Lejos de amedrentarse, y aun a riesgo de perder la salud, fue capaz de sobrevivir a esos años oscuros en los que le costaba encontrar su lugar. A doña Sofía, según confesó ella misma, le pasó lo mismo, vivió una especie de depresión fruto del vacío que sentía una vez sus hijos estuvieron criados y la Corona asentada. Hasta que encontró su lugar en el mundo, su misión, ayudar a través de las ONG que decidió apoyar en viajes que la llevaron por medio mundo. A doña Letizia le tocaba ser madre de los herederos y lo fue, en medio de rumores absurdos que hubieran acabado con la confianza de cualquier otra mujer. Perdió a su hermana, sufrió el descalabro familiar de los Borbones, aguantó chaparrones que superaron el de su boda y lo hizo en público, a la vista de todos, con una sonrisa forzada o mostrando un carácter volcánico del que ha de sentirse orgullosa.

La nueva Letizia, ya reina, manda y aguanta porque por fin cree en la institución que representa. El proceso de creer no ha sido fácil. Se ve en la educación que ha dado a sus hijas, dos jóvenes que al menos en público parecen felices, seguras de sí mismas pese a la adolescencia que están viviendo y sufriendo, acarameladas con sus padres, que no hay mayor señal de salud mental que esa y, sobre todo, dos jóvenes frescas en las que ya descansa plácidamente el futuro. El pasado está ahí, pero el presente en modo Letizia vale la pena vivirlo con orgullo, porque esta mujer hecha a sí misma se lo ha ganado, me temo que sola.
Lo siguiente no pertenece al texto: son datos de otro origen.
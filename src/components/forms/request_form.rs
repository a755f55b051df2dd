use super::{bind, setter};
use crate::{
    components::ui::{SelectField, TextArea, TextField, same_label},
    features::{
        requests::types::{RequestForm, TRANSPORTATION, URGENCY_LEVELS},
        users::types::BLOOD_TYPES,
    },
};
use leptos::prelude::*;

/// Inputs for a blood request, used by the public and dashboard forms.
#[component]
pub fn RequestFields(form: RwSignal<RequestForm>) -> impl IntoView {
    view! {
        <div class="grid gap-5 md:grid-cols-2">
            <TextField
                label="Patient name"
                id="patient_name"
                required=true
                value=bind(form, |f| &f.patient_name)
                on_input=setter(form, |f| &mut f.patient_name)
            />
            <SelectField
                label="Blood type"
                id="blood_type"
                required=true
                placeholder="Select blood type"
                options=same_label(&BLOOD_TYPES)
                value=bind(form, |f| &f.blood_type)
                on_change=setter(form, |f| &mut f.blood_type)
            />
            <TextField
                label="Units needed"
                id="quantity"
                input_type="number"
                required=true
                value=bind(form, |f| &f.quantity)
                on_input=setter(form, |f| &mut f.quantity)
            />
            <SelectField
                label="Urgency"
                id="urgency"
                placeholder="Select urgency"
                options=same_label(&URGENCY_LEVELS)
                value=bind(form, |f| &f.urgency)
                on_change=setter(form, |f| &mut f.urgency)
            />
            <TextField
                label="Request date"
                id="request_date"
                input_type="date"
                value=bind(form, |f| &f.request_date)
                on_input=setter(form, |f| &mut f.request_date)
            />
            <TextField
                label="Donation point"
                id="donation_point"
                required=true
                placeholder="Hospital or blood bank"
                value=bind(form, |f| &f.donation_point)
                on_input=setter(form, |f| &mut f.donation_point)
            />
            <TextField
                label="Hospital name"
                id="hospital_name"
                value=bind(form, |f| &f.hospital_name)
                on_input=setter(form, |f| &mut f.hospital_name)
            />
            <TextField
                label="Contact number"
                id="contact_number"
                input_type="tel"
                required=true
                value=bind(form, |f| &f.contact_number)
                on_input=setter(form, |f| &mut f.contact_number)
            />
            <TextField
                label="Email"
                id="email"
                input_type="email"
                value=bind(form, |f| &f.email)
                on_input=setter(form, |f| &mut f.email)
            />
            <SelectField
                label="Transportation"
                id="transportation"
                placeholder="Select transportation"
                options=vec![(TRANSPORTATION[0], "Provided"), (TRANSPORTATION[1], "Not provided")]
                value=bind(form, |f| &f.transportation)
                on_change=setter(form, |f| &mut f.transportation)
            />
            <div class="md:col-span-2">
                <TextArea
                    label="Description"
                    id="description"
                    value=bind(form, |f| &f.description)
                    on_input=setter(form, |f| &mut f.description)
                />
            </div>
        </div>
    }
}
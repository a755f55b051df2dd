//! Donor eligibility questionnaire. Questions come from the API and are
//! answered one at a time; the collected answers are submitted once and the
//! verdict is shown for a few seconds before returning home.

use crate::{
    app_lib::{AppError, theme::Theme},
    components::{Alert, AlertKind, PublicLayout, Spinner},
    features::{
        auth::state::use_api,
        donation::{
            client,
            types::{Answer, Eligibility, Questionnaire, RETURN_HOME_AFTER_MS},
        },
    },
    routes::paths,
};
use gloo_timers::callback::Timeout;
use leptos::prelude::*;
use leptos_router::hooks::use_navigate;

const ANSWER_BUTTON: &str = "flex-1 px-5 py-3 text-sm font-semibold rounded-lg focus:ring-4 focus:outline-none disabled:opacity-60";

#[component]
pub fn GiveBloodPage() -> impl IntoView {
    let api = use_api();
    let navigate = use_navigate();
    let flow = RwSignal::new(None::<Questionnaire>);
    let (error, set_error) = signal::<Option<AppError>>(None);
    let (verdict, set_verdict) = signal::<Option<Eligibility>>(None);
    // Dropped with the page, which cancels a pending redirect.
    let redirect = StoredValue::new_local(None::<Timeout>);

    let questions_api = api.clone();
    let questions = LocalResource::new(move || {
        let api = questions_api.clone();
        async move { client::fetch_questions(&api).await }
    });

    Effect::new(move |_| match questions.get() {
        Some(Ok(list)) => flow.set(Some(Questionnaire::new(list))),
        Some(Err(err)) => set_error.set(Some(err)),
        None => {}
    });

    let submit_action = Action::new_local(move |answers: &Vec<Answer>| {
        let api = api.clone();
        let answers = answers.clone();
        async move { client::submit_answers(&api, &answers).await }
    });

    Effect::new(move |_| {
        if let Some(result) = submit_action.value().get() {
            match result {
                Ok(eligibility) => {
                    set_verdict.set(Some(eligibility));
                    let navigate = navigate.clone();
                    let timeout = Timeout::new(RETURN_HOME_AFTER_MS, move || {
                        navigate(paths::HOME, Default::default());
                    });
                    redirect.set_value(Some(timeout));
                }
                Err(err) => set_error.set(Some(err)),
            }
        }
    });

    let answer = move |value: &'static str| {
        let mut completed = None;
        flow.update(|flow| {
            if let Some(flow) = flow.as_mut() {
                completed = flow.answer(value);
            }
        });
        if let Some(answers) = completed {
            submit_action.dispatch(answers);
        }
    };

    let question_view = move || {
        let current = flow.with(|flow| {
            flow.as_ref()
                .and_then(|flow| flow.current().map(|question| (question.text.clone(), flow.position())))
        });
        let empty = flow.with(|flow| flow.as_ref().is_some_and(Questionnaire::is_empty));

        if let Some(eligibility) = verdict.get() {
            let (icon, title, body) = if eligibility.eligible {
                (
                    "favorite",
                    "You can donate!",
                    "Thank you. Based on your answers you are eligible to give blood.",
                )
            } else {
                (
                    "block",
                    "Not eligible right now",
                    "Based on your answers you cannot donate at the moment. Thank you for your willingness to help.",
                )
            };
            return view! {
                <div class="text-center space-y-3">
                    <span class="material-symbols-outlined text-5xl text-red-700">{icon}</span>
                    <h2 class="text-2xl font-bold text-gray-900 dark:text-white">{title}</h2>
                    <p class="text-gray-500 dark:text-gray-400">{body}</p>
                    <p class="text-xs text-gray-400">"Returning to the home page shortly."</p>
                </div>
            }
            .into_any();
        }
        if submit_action.pending().get() {
            return view! { <Spinner /> }.into_any();
        }
        if empty {
            return view! { <Alert kind=AlertKind::Info message="No questions are available right now." /> }
                .into_any();
        }
        match current {
            Some((text, (position, total))) => view! {
                <div class="space-y-6">
                    <p class="text-sm font-medium text-gray-500 dark:text-gray-400">
                        {format!("Question {position} of {total}")}
                    </p>
                    <h2 class="text-xl font-semibold text-gray-900 dark:text-white">{text}</h2>
                    <div class="flex gap-4">
                        <button
                            type="button"
                            class=format!("{ANSWER_BUTTON} text-white bg-red-700 hover:bg-red-800 focus:ring-red-300")
                            on:click=move |_| answer("yes")
                        >
                            "Yes"
                        </button>
                        <button
                            type="button"
                            class=format!("{ANSWER_BUTTON} text-gray-900 bg-gray-100 hover:bg-gray-200 focus:ring-gray-200")
                            on:click=move |_| answer("no")
                        >
                            "No"
                        </button>
                    </div>
                </div>
            }
            .into_any(),
            None => view! { <Spinner /> }.into_any(),
        }
    };

    view! {
        <PublicLayout>
            <div class=format!("max-w-xl mx-auto space-y-6 {}", Theme::CARD)>
                <div class="space-y-1">
                    <h1 class=format!("text-2xl font-bold {}", Theme::BRAND_TEXT)>"Give blood"</h1>
                    <p class="text-sm text-gray-500 dark:text-gray-400">
                        "Answer a few quick questions to check whether you can donate today."
                    </p>
                </div>
                {move || {
                    error
                        .get()
                        .map(|err| view! { <Alert kind=AlertKind::Error message=err.message().to_string() /> })
                }}
                {question_view}
            </div>
        </PublicLayout>
    }
}
use crate::{
    app_lib::theme::Theme,
    components::{
        Alert, AlertKind, Button, PublicLayout, SelectField, Spinner, TextField,
        forms::{bind, setter},
        ui::same_label,
    },
    features::{
        auth::{client, state::use_auth, types::RegisterRequest},
        users::types::{BLOOD_TYPES, GENDERS},
    },
    routes::paths,
};
use leptos::{ev::SubmitEvent, prelude::*};
use leptos_router::{NavigateOptions, components::A, hooks::use_navigate};

/// Self-service donor registration. A successful sign-up is signed in right
/// away and sent to the home page.
#[component]
pub fn RegisterPage() -> impl IntoView {
    let auth = use_auth();
    let navigate = use_navigate();
    let form = RwSignal::new(RegisterRequest::default());
    let (error, set_error) = signal::<Option<String>>(None);

    let api = auth.api.clone();
    let register_action = Action::new_local(move |request: &RegisterRequest| {
        let api = api.clone();
        let request = request.clone();
        async move { client::register(&api, &request).await }
    });

    Effect::new(move |_| {
        if let Some(result) = register_action.value().get() {
            match result {
                Ok(_) => {
                    auth.refresh();
                    navigate(
                        paths::HOME,
                        NavigateOptions {
                            replace: true,
                            ..Default::default()
                        },
                    );
                }
                Err(err) => set_error.set(Some(err.message().to_string())),
            }
        }
    });

    let on_submit = move |event: SubmitEvent| {
        event.prevent_default();
        set_error.set(None);
        register_action.dispatch(form.get_untracked());
    };

    view! {
        <PublicLayout>
            <div class=format!("max-w-3xl mx-auto {}", Theme::CARD)>
                <h1 class="mb-6 text-2xl font-bold text-gray-900 dark:text-white">"Create an account"</h1>
                <form class="space-y-6" on:submit=on_submit>
                    <div class="grid gap-5 md:grid-cols-2">
                        <TextField
                            label="Full name"
                            id="name"
                            required=true
                            autocomplete="name"
                            value=bind(form, |f| &f.name)
                            on_input=setter(form, |f| &mut f.name)
                        />
                        <TextField
                            label="Email"
                            id="email"
                            input_type="email"
                            required=true
                            autocomplete="email"
                            value=bind(form, |f| &f.email)
                            on_input=setter(form, |f| &mut f.email)
                        />
                        <TextField
                            label="Phone number"
                            id="phone_number"
                            input_type="tel"
                            required=true
                            autocomplete="tel"
                            value=bind(form, |f| &f.phone_number)
                            on_input=setter(form, |f| &mut f.phone_number)
                        />
                        <TextField
                            label="Date of birth"
                            id="date_of_birth"
                            input_type="date"
                            value=bind(form, |f| &f.date_of_birth)
                            on_input=setter(form, |f| &mut f.date_of_birth)
                        />
                        <SelectField
                            label="Gender"
                            id="gender"
                            placeholder="Select gender"
                            options=same_label(&GENDERS)
                            value=bind(form, |f| &f.gender)
                            on_change=setter(form, |f| &mut f.gender)
                        />
                        <SelectField
                            label="Blood type"
                            id="blood_type"
                            placeholder="Select blood type"
                            required=true
                            options=same_label(&BLOOD_TYPES)
                            value=bind(form, |f| &f.blood_type)
                            on_change=setter(form, |f| &mut f.blood_type)
                        />
                        <TextField
                            label="Address"
                            id="address"
                            autocomplete="street-address"
                            value=bind(form, |f| &f.address)
                            on_input=setter(form, |f| &mut f.address)
                        />
                        <TextField
                            label="Last donation date"
                            id="last_donation_date"
                            input_type="date"
                            value=bind(form, |f| &f.last_donation_date)
                            on_input=setter(form, |f| &mut f.last_donation_date)
                        />
                        <TextField
                            label="Password"
                            id="password"
                            input_type="password"
                            required=true
                            autocomplete="new-password"
                            value=bind(form, |f| &f.password)
                            on_input=setter(form, |f| &mut f.password)
                        />
                    </div>
                    <Button button_type="submit" disabled=register_action.pending()>
                        "Register"
                    </Button>
                    {move || register_action.pending().get().then_some(view! { <Spinner /> })}
                    {move || {
                        error.get().map(|message| view! { <Alert kind=AlertKind::Error message=message /> })
                    }}
                </form>
                <p class="mt-6 text-sm text-gray-500 dark:text-gray-400">
                    "Already registered? "
                    <A href=paths::LOGIN {..} class=Theme::LINK>"Sign in"</A>
                </p>
            </div>
        </PublicLayout>
    }
}
//! Lenient decoders for API fields whose JSON type is not stable (numbers
//! sent as strings and the other way round, ids that are sometimes populated
//! documents). Everything is normalized to one Rust type at this boundary.

use serde::{Deserialize, Deserializer};

#[derive(Deserialize)]
#[serde(untagged)]
enum Scalar {
    Text(String),
    Integer(i64),
    Float(f64),
}

impl Scalar {
    fn into_string(self) -> String {
        match self {
            Scalar::Text(value) => value.trim().to_string(),
            Scalar::Integer(value) => value.to_string(),
            Scalar::Float(value) => value.to_string(),
        }
    }
}

/// Accepts `"3"`, `3` or `null` and yields the textual form.
pub fn string_or_number<'de, D>(deserializer: D) -> Result<String, D::Error>
where
    D: Deserializer<'de>,
{
    Ok(Option::<Scalar>::deserialize(deserializer)?
        .map(Scalar::into_string)
        .unwrap_or_default())
}

/// Like [`string_or_number`], but blank and `null` values come back as `None`.
pub fn optional_string_or_number<'de, D>(deserializer: D) -> Result<Option<String>, D::Error>
where
    D: Deserializer<'de>,
{
    Ok(Option::<Scalar>::deserialize(deserializer)?
        .map(Scalar::into_string)
        .filter(|value| !value.is_empty()))
}

#[derive(Deserialize)]
#[serde(untagged)]
enum Reference {
    Id(String),
    Document {
        #[serde(rename = "_id", alias = "id")]
        id: String,
    },
}

/// Accepts an id string or a populated document with `_id` and yields the id.
pub fn id_or_document<'de, D>(deserializer: D) -> Result<Option<String>, D::Error>
where
    D: Deserializer<'de>,
{
    Ok(
        Option::<Reference>::deserialize(deserializer)?.map(|reference| match reference {
            Reference::Id(id) | Reference::Document { id } => id,
        }),
    )
}

#[cfg(test)]
mod tests {
    use super::{id_or_document, optional_string_or_number, string_or_number};
    use serde::Deserialize;

    #[derive(Deserialize)]
    struct Sample {
        #[serde(default, deserialize_with = "string_or_number")]
        quantity: String,
        #[serde(default, deserialize_with = "id_or_document")]
        owner: Option<String>,
        #[serde(default, deserialize_with = "optional_string_or_number")]
        phone: Option<String>,
    }

    fn parse(json: &str) -> Sample {
        serde_json::from_str(json).expect("sample")
    }

    #[test]
    fn numbers_and_strings_normalize_to_text() {
        assert_eq!(parse(r#"{"quantity": 3}"#).quantity, "3");
        assert_eq!(parse(r#"{"quantity": " 3 "}"#).quantity, "3");
        assert_eq!(parse(r#"{"quantity": 2.5}"#).quantity, "2.5");
        assert_eq!(parse(r#"{"quantity": null}"#).quantity, "");
        assert_eq!(parse("{}").quantity, "");
    }

    #[test]
    fn optional_fields_drop_blank_and_null() {
        assert_eq!(parse(r#"{"phone": 599111222}"#).phone.as_deref(), Some("599111222"));
        assert_eq!(parse(r#"{"phone": "0599"}"#).phone.as_deref(), Some("0599"));
        assert_eq!(parse(r#"{"phone": "  "}"#).phone, None);
        assert_eq!(parse(r#"{"phone": null}"#).phone, None);
        assert_eq!(parse("{}").phone, None);
    }

    #[test]
    fn owner_accepts_id_or_populated_document() {
        assert_eq!(parse(r#"{"owner": "u1"}"#).owner.as_deref(), Some("u1"));
        assert_eq!(
            parse(r#"{"owner": {"_id": "u2", "name": "Rana"}}"#).owner.as_deref(),
            Some("u2")
        );
        assert_eq!(parse(r#"{"owner": null}"#).owner, None);
        assert_eq!(parse("{}").owner, None);
    }
}
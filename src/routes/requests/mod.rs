//! Public blood request pages: the board, one request, and the add form.

mod add;
mod board;
mod card;
mod detail;

pub use add::{AddRequestForm, AddRequestPage};
pub use board::RequestBoardPage;
pub(crate) use card::RequestCard;
pub use detail::RequestDetailPage;
//! Pages nested under `/dashboard`. The layout's staff gate has already
//! resolved the user, so pages read it from context instead of asking again.

mod messages;
mod notifications;
mod overview;
mod requests;
mod users;

pub use messages::MessagesPage;
pub use notifications::{EditNotificationPage, NotificationsPage};
pub use overview::OverviewPage;
pub use requests::{DashboardAddRequestPage, DashboardRequestsPage, EditRequestPage};
pub use users::{AddUserPage, DonorsPage, EditUserPage, UserDetailPage, UsersListPage};

use leptos::prelude::*;

/// Title row shared by dashboard pages; `children` holds header actions.
#[component]
fn PageHeader(
    title: &'static str,
    #[prop(optional)] subtitle: &'static str,
    #[prop(optional)] children: Option<Children>,
) -> impl IntoView {
    view! {
        <div class="flex flex-wrap items-center justify-between gap-4">
            <div class="space-y-1">
                <h1 class="text-2xl font-semibold text-gray-900 dark:text-white">{title}</h1>
                <p class="text-sm text-gray-500 dark:text-gray-400">{subtitle}</p>
            </div>
            {children.map(|children| children())}
        </div>
    }
}
//! Donor and account management for the staff dashboard.

pub(crate) mod client;
pub(crate) mod types;
//! Contact form submissions and the admin inbox that reads them.

pub(crate) mod client;
pub(crate) mod types;
//! Access-denied view rendered by the role gate for signed-in users whose role
//! is not allowed. It does not redirect.

use crate::routes::paths;
use leptos::prelude::*;
use leptos_router::components::A;

#[component]
pub fn ForbiddenContent() -> impl IntoView {
    view! {
        <div class="flex flex-col items-center justify-center min-h-[50vh] text-center px-4">
            <div class="relative">
                <h1 class="text-9xl font-black text-red-50 dark:text-gray-800 select-none">"403"</h1>
                <p class="absolute top-1/2 left-1/2 -translate-x-1/2 -translate-y-1/2 text-2xl font-bold text-red-700 dark:text-red-400 whitespace-nowrap">
                    "ACCESS DENIED"
                </p>
            </div>
            <p class="mt-4 text-gray-500 dark:text-gray-400 max-w-sm mx-auto">
                "Oops, you don't have permission to access this page."
            </p>
            <A
                href=paths::HOME
                {..}
                class="mt-6 inline-flex items-center px-5 py-2.5 text-sm font-medium text-white bg-red-700 rounded-lg hover:bg-red-800 focus:ring-4 focus:outline-none focus:ring-red-300"
            >
                <span class="material-symbols-outlined mr-2 text-base">"home"</span>
                "Go Home"
            </A>
        </div>
    }
}
//! Dashboard overview figures: donors per blood type and availability.

pub(crate) mod client;
pub(crate) mod types;
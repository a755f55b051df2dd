/// Browser confirm dialog guarding destructive actions. Answers `false` when
/// no window is available.
pub fn confirm(message: &str) -> bool {
    web_sys::window()
        .and_then(|window| window.confirm_with_message(message).ok())
        .unwrap_or(false)
}
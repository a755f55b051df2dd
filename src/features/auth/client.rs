//! Client helpers for the auth endpoints and the "who am I" lookup. Successful
//! login and registration store the returned token in the session before
//! returning, so the next authenticated call already carries it.

use crate::{
    app_lib::{ApiClient, AppError, Method, Transport},
    features::auth::types::{
        AuthResponse, CurrentUser, LoginRequest, MIN_PASSWORD_LEN, RegisterRequest,
    },
};
use std::future::Future;

/// Message shown when the API rejects the credentials with 400.
pub const WRONG_CREDENTIALS: &str = "Email or Password is Wrong!";

/// Resolves the account behind the current bearer token.
pub trait UserResolver {
    fn resolve_current_user(&self) -> impl Future<Output = Result<CurrentUser, AppError>>;
}

impl<T: Transport> UserResolver for ApiClient<T> {
    /// One authenticated `GET /user`. Not memoized.
    async fn resolve_current_user(&self) -> Result<CurrentUser, AppError> {
        self.get_json("/user").await
    }
}

pub async fn login<T: Transport>(
    api: &ApiClient<T>,
    request: &LoginRequest,
) -> Result<AuthResponse, AppError> {
    if request.email.trim().is_empty() || request.password.trim().is_empty() {
        return Err(AppError::Config(
            "Email and password are required.".to_string(),
        ));
    }

    let response: AuthResponse = api
        .send_json(Method::Post, "/login", request)
        .await?;
    store_token(api, &response)?;
    log::info!("signed in");
    Ok(response)
}

pub async fn register<T: Transport>(
    api: &ApiClient<T>,
    request: &RegisterRequest,
) -> Result<AuthResponse, AppError> {
    validate_registration(request)?;

    let response: AuthResponse = api
        .send_json(Method::Post, "/register", request)
        .await?;
    store_token(api, &response)?;
    log::info!("account registered");
    Ok(response)
}

/// Calls `POST /logout` and clears the local token whatever the API answers.
/// The API error, if any, is still returned so the caller can log it.
pub async fn logout<T: Transport>(api: &ApiClient<T>) -> Result<(), AppError> {
    let result = api.post_empty("/logout").await;
    api.session().clear_token();
    result
}

/// Text for the login form alert.
pub fn login_error_message(err: &AppError) -> String {
    if err.status() == Some(400) {
        WRONG_CREDENTIALS.to_string()
    } else {
        err.message().to_string()
    }
}

fn store_token<T: Transport>(api: &ApiClient<T>, response: &AuthResponse) -> Result<(), AppError> {
    if response.token.trim().is_empty() {
        return Err(AppError::Parse("Response did not include a token.".to_string()));
    }
    api.session().set_token(&response.token);
    Ok(())
}

fn validate_registration(request: &RegisterRequest) -> Result<(), AppError> {
    let required = [
        ("Name", &request.name),
        ("Email", &request.email),
        ("Phone number", &request.phone_number),
        ("Blood type", &request.blood_type),
    ];
    if let Some((field, _)) = required.iter().find(|(_, value)| value.trim().is_empty()) {
        return Err(AppError::Config(format!("{field} is required.")));
    }
    if request.password.chars().count() < MIN_PASSWORD_LEN {
        return Err(AppError::Config(format!(
            "Password must be at least {MIN_PASSWORD_LEN} characters."
        )));
    }
    Ok(())
}
//! 404 page for paths outside the route table.

use crate::{app_lib::theme::Theme, components::PublicLayout, routes::paths};
use leptos::prelude::*;
use leptos_router::components::A;

#[component]
pub fn NotFoundPage() -> impl IntoView {
    let go_back = move |_| {
        if let Some(history) = web_sys::window().and_then(|window| window.history().ok()) {
            let _ = history.back();
        }
    };

    view! {
        <PublicLayout>
            <div class="flex flex-col items-center justify-center min-h-[50vh] text-center px-4">
                <div class="relative">
                    <h1 class="text-9xl font-black text-gray-100 dark:text-gray-800 select-none">"404"</h1>
                    <p class="absolute top-1/2 left-1/2 -translate-x-1/2 -translate-y-1/2 text-2xl font-bold text-gray-900 dark:text-white whitespace-nowrap">
                        "Page not found"
                    </p>
                </div>
                <p class="mt-4 text-gray-500 dark:text-gray-400 max-w-sm mx-auto">
                    "The page you are looking for does not exist."
                </p>
                <div class="mt-6 flex flex-col sm:flex-row items-center justify-center gap-4">
                    <A
                        href=paths::HOME
                        {..}
                        class="inline-flex items-center px-5 py-2.5 text-sm font-medium text-white bg-red-700 rounded-lg hover:bg-red-800"
                    >
                        "Go Home"
                    </A>
                    <button type="button" class=Theme::SECONDARY_BUTTON on:click=go_back>
                        "Go Back"
                    </button>
                </div>
            </div>
        </PublicLayout>
    }
}
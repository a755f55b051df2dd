//! The closed set of account roles.
//!
//! The API sends role codes inconsistently: sometimes as text (`"1995"`),
//! sometimes as a number (`1995`). Both forms are accepted here, at the point
//! the value crosses into the app, and collapse into one [`Role`]. Everything
//! past this boundary compares enum values only. Outgoing payloads carry the
//! textual code.

use serde::{Deserialize, Deserializer, Serialize, Serializer, de};
use std::fmt;

/// Account role. Exactly one per user.
#[derive(Clone, Copy, Debug, PartialEq, Eq, Hash)]
pub enum Role {
    Admin,
    Hospital,
    Patient,
    Donor,
}

/// Code and label for every role, in `Role::ALL` order. The only place either
/// is spelled out.
const ROLE_TABLE: [(&str, &str); 4] = [
    ("1995", "Admin"),
    ("1996", "Hospital"),
    ("1999", "Patient"),
    ("2001", "Donor"),
];

impl Role {
    pub const ALL: [Role; 4] = [Role::Admin, Role::Hospital, Role::Patient, Role::Donor];

    /// Wire code, e.g. `"1995"`.
    pub fn code(self) -> &'static str {
        ROLE_TABLE[self as usize].0
    }

    /// Human label shown in tables, badges and selects.
    pub fn label(self) -> &'static str {
        ROLE_TABLE[self as usize].1
    }

    /// Parses a textual code. Surrounding whitespace is ignored.
    pub fn from_code(code: &str) -> Option<Role> {
        let code = code.trim();
        Role::ALL.into_iter().find(|role| role.code() == code)
    }

    pub fn from_number(code: u64) -> Option<Role> {
        Role::from_code(&code.to_string())
    }
}

impl fmt::Display for Role {
    fn fmt(&self, formatter: &mut fmt::Formatter<'_>) -> fmt::Result {
        formatter.write_str(self.label())
    }
}

impl Serialize for Role {
    fn serialize<S: Serializer>(&self, serializer: S) -> Result<S::Ok, S::Error> {
        serializer.serialize_str(self.code())
    }
}

impl<'de> Deserialize<'de> for Role {
    fn deserialize<D: Deserializer<'de>>(deserializer: D) -> Result<Self, D::Error> {
        deserializer.deserialize_any(RoleVisitor)
    }
}

struct RoleVisitor;

impl de::Visitor<'_> for RoleVisitor {
    type Value = Role;

    fn expecting(&self, formatter: &mut fmt::Formatter<'_>) -> fmt::Result {
        formatter.write_str("a role code such as \"1995\" or 1995")
    }

    fn visit_str<E: de::Error>(self, value: &str) -> Result<Role, E> {
        Role::from_code(value)
            .ok_or_else(|| E::custom(format!("unknown role code {value:?}")))
    }

    fn visit_u64<E: de::Error>(self, value: u64) -> Result<Role, E> {
        Role::from_number(value).ok_or_else(|| E::custom(format!("unknown role code {value}")))
    }

    fn visit_i64<E: de::Error>(self, value: i64) -> Result<Role, E> {
        u64::try_from(value)
            .ok()
            .and_then(Role::from_number)
            .ok_or_else(|| E::custom(format!("unknown role code {value}")))
    }
}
Que no se quede solo en un vestido más o mensos acertado, aunque ojo, tras cada elección estilística, y no solo en la reina, hay un mensaje que quiere trasladarnos. En el de ahora hay uno claro: la Monarquía hispánica es pobre, no está para gastos superfluos, anda en modo ahorro. De ahí que no se celebre la recepción en La Almudaina. Cuando la retomen, que sea en los jardines de Marivent, por favor se lo pido, Majestad.